A vulnerability in the software used by Nokia's 6210
model mobile phone could make those phones vulnerable to a denial
of service (DoS) attack, similar to the types of attacks that are
commonly launched against computer networks.
The vulnerability exists in code that handles the processing of
vCards, virtual business cards that can be transmitted from one
mobile phone user to another using the popular Short Message
Service (SMS), according to the advisory posted by security company
@stake.
Nokia said the affected 6210 phones run software version 05.27
or higher are affected.
VCards are commonly used to transmit contact information from
one user to the next. Depending on the phone models used, they can
be transmitted using either infrared or SMS, though the
vulnerability discovered by @stake did not affect infrared
transmission.
Once received, vCard data can be saved in the recipient's phone
directory and transferred to another contact management software
such as Microsoft's Outlook or IBM's Lotus Notes products, said
Ollie Whitehouse, director of security architecture at @stake.

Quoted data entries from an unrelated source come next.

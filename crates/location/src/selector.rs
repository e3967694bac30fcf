//! Best-location selection
//!
//! Picks the lowest-scoring observation. Ties go to the observation that
//! appears first in the input, so callers should pass observations in a
//! meaningful priority order (newest first is what the history helpers
//! produce).

use std::cmp::Ordering;

use fmdn_core::{unix_now, LocationConfig, UnixSeconds};
use tracing::debug;

use crate::observation::LocationObservation;
use crate::scoring::{LocationScorer, ScoringConfig};

/// An observation with its computed score.
#[derive(Debug, Clone, Copy, PartialEq)]
pub struct ScoredObservation<'a> {
    /// The scored observation
    pub observation: &'a LocationObservation,
    /// Score, lower is better; `+inf` for unscorable observations
    pub score: f64,
    /// Position in the input slice
    pub index: usize,
}

/// Chooses the best current location estimate from a batch of observations.
#[derive(Debug, Clone, Default)]
pub struct LocationSelector {
    scorer: LocationScorer,
}

impl LocationSelector {
    /// Create a selector with the default scoring constants
    pub fn new() -> Self {
        Self::default()
    }

    /// Create a selector with custom scoring constants
    pub fn with_config(config: ScoringConfig) -> Self {
        Self {
            scorer: LocationScorer::with_config(config),
        }
    }

    /// Create a selector from the location section of the configuration
    pub fn from_config(config: &LocationConfig) -> Self {
        Self::with_config(ScoringConfig::from(config))
    }

    /// The underlying scorer
    pub fn scorer(&self) -> &LocationScorer {
        &self.scorer
    }

    /// Score every observation and sort ascending, keeping input order on ties.
    pub fn rank<'a>(
        &self,
        observations: &'a [LocationObservation],
        now: UnixSeconds,
    ) -> Vec<ScoredObservation<'a>> {
        let mut ranked: Vec<ScoredObservation<'a>> = observations
            .iter()
            .enumerate()
            .map(|(index, observation)| ScoredObservation {
                observation,
                score: self.scorer.score_or_worst(observation, now),
                index,
            })
            .collect();

        // Scores are never NaN, so partial_cmp is total here.
        ranked.sort_by(|a, b| a.score.partial_cmp(&b.score).unwrap_or(Ordering::Equal));
        ranked
    }

    /// Best observation with its score, or `None` for an empty batch.
    pub fn best_scored_at<'a>(
        &self,
        observations: &'a [LocationObservation],
        now: UnixSeconds,
    ) -> Option<ScoredObservation<'a>> {
        let mut best: Option<ScoredObservation<'a>> = None;
        for (index, observation) in observations.iter().enumerate() {
            let score = self.scorer.score_or_worst(observation, now);
            if best.map_or(true, |current| score < current.score) {
                best = Some(ScoredObservation {
                    observation,
                    score,
                    index,
                });
            }
        }

        if let Some(chosen) = &best {
            debug!(
                accuracy = ?chosen.observation.accuracy,
                age_minutes = chosen.observation.age_secs(now) / 60.0,
                score = chosen.score,
                options = observations.len(),
                "Selected best location"
            );
        }
        best
    }

    /// Best observation at time `now`, or `None` for an empty batch.
    pub fn select_best_at<'a>(
        &self,
        observations: &'a [LocationObservation],
        now: UnixSeconds,
    ) -> Option<&'a LocationObservation> {
        self.best_scored_at(observations, now)
            .map(|scored| scored.observation)
    }

    /// Best observation as of the current wall-clock time.
    pub fn select_best<'a>(
        &self,
        observations: &'a [LocationObservation],
    ) -> Option<&'a LocationObservation> {
        self.select_best_at(observations, unix_now())
    }
}

/// Best observation as of now, using the default scoring constants.
pub fn select_best(observations: &[LocationObservation]) -> Option<&LocationObservation> {
    LocationSelector::new().select_best(observations)
}

/// Best observation at time `now`, using the default scoring constants.
pub fn select_best_at(
    observations: &[LocationObservation],
    now: UnixSeconds,
) -> Option<&LocationObservation> {
    LocationSelector::new().select_best_at(observations, now)
}
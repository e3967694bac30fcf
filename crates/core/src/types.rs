//! Core types

use std::time::{SystemTime, UNIX_EPOCH};

/// Seconds since the Unix epoch, fractional.
pub type UnixSeconds = f64;

/// Current wall-clock time in seconds since the Unix epoch.
///
/// A clock set before 1970 reads as `0.0`.
pub fn unix_now() -> UnixSeconds {
    SystemTime::now()
        .duration_since(UNIX_EPOCH)
        .map(|d| d.as_secs_f64())
        .unwrap_or(0.0)
}
//! Cryptographic primitives for the FMDN trust core.
//!
//! This crate covers the two key-handling steps of the Find My Device
//! Network pipeline:
//!
//! - **Owner key derivation**: three purpose-bound 8-byte keys (recovery,
//!   ringing, tracking) from a device identity key
//! - **Vault extraction**: the shared key of a named security domain
//!   (`finder_hw`) from a backup-vault response
//!
//! plus the shared key value type and its persisted encodings.
//!
//! # Design
//!
//! All functions are pure: no I/O, no retained state, no retries. Retrieving
//! the identity key or vault response is the caller's job, and failures are
//! returned as typed errors rather than empty keys.
//!
//! # Security Principles
//!
//! - Secret material is zeroized on drop
//! - `Debug` output never contains key bytes
//! - Secrets are never logged

pub mod hashing;
pub mod owner_keys;
pub mod shared_key;
pub mod vault;

#[cfg(test)]
mod test_vectors;

pub use hashing::{
    calculate_hmac_sha256, calculate_truncated_sha256, verify_hmac_sha256, TRUNCATED_SHA256_LEN,
};

pub use owner_keys::{
    derive_owner_keys, IdentityKey, KeyDerivationError, KeyDerivationResult, OwnerKey,
    OwnerKeyPurpose, OwnerKeySet, OWNER_KEY_LEN,
};

pub use shared_key::{SharedKey, SharedKeyError, SHARED_KEY_LEN};

pub use vault::{
    extract_shared_key, EpochPolicy, KeyMaterial, SecurityDomain, SharedKeyCandidate,
    VaultEntry, VaultError, VaultKeyExtractor, VaultResponse, VaultResult,
};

An attacker could crash the Nokia phone by creating a vCard that
was too large to be contained within a single SMS message and
contained fields with large numbers of format string
characters.
When the targeted phone received the last part of the malformed,
multipart vCard, it would produce a buffer overflow on the phone's
software, causing the phone to crash.
When crashing, the 6210 phones might unexpectedly restart, lock
up, or stop handling SMS messages, according to Whitehouse.
To recover from the attack, the phone's user would need to take
out the phone's battery and then restore it. The phone's software,
memory or stored data are not affected by the buffer overflow
attack.
Although not exploitable by casual mobile phone users, the
vulnerability would be easy for a moderately technical user to take
advantage of using software available on the internet.
Although the vulnerability is not rated critical, the flaw found
by @stake points to need for software code to be more scrutised on
devices such as mobile telephones and PDAs.
Companies that write software for those devices are not as
security concious as the makers of software for computer desktops,
Whitehouse said.
While the relative obscurity of mobile phone platforms and the
tools to exploit them keeps the number of attacks low, things might
not stay that way. The widespread deployment of mobile phones and
PDAs with vulnerable software will be fertile ground for
hackers.
While 6210 users can do nothing to prevent against an attack
using this vulnerability, mobile phone operators should consider
deploying SMS proxies to sniff out and stop malformed messages.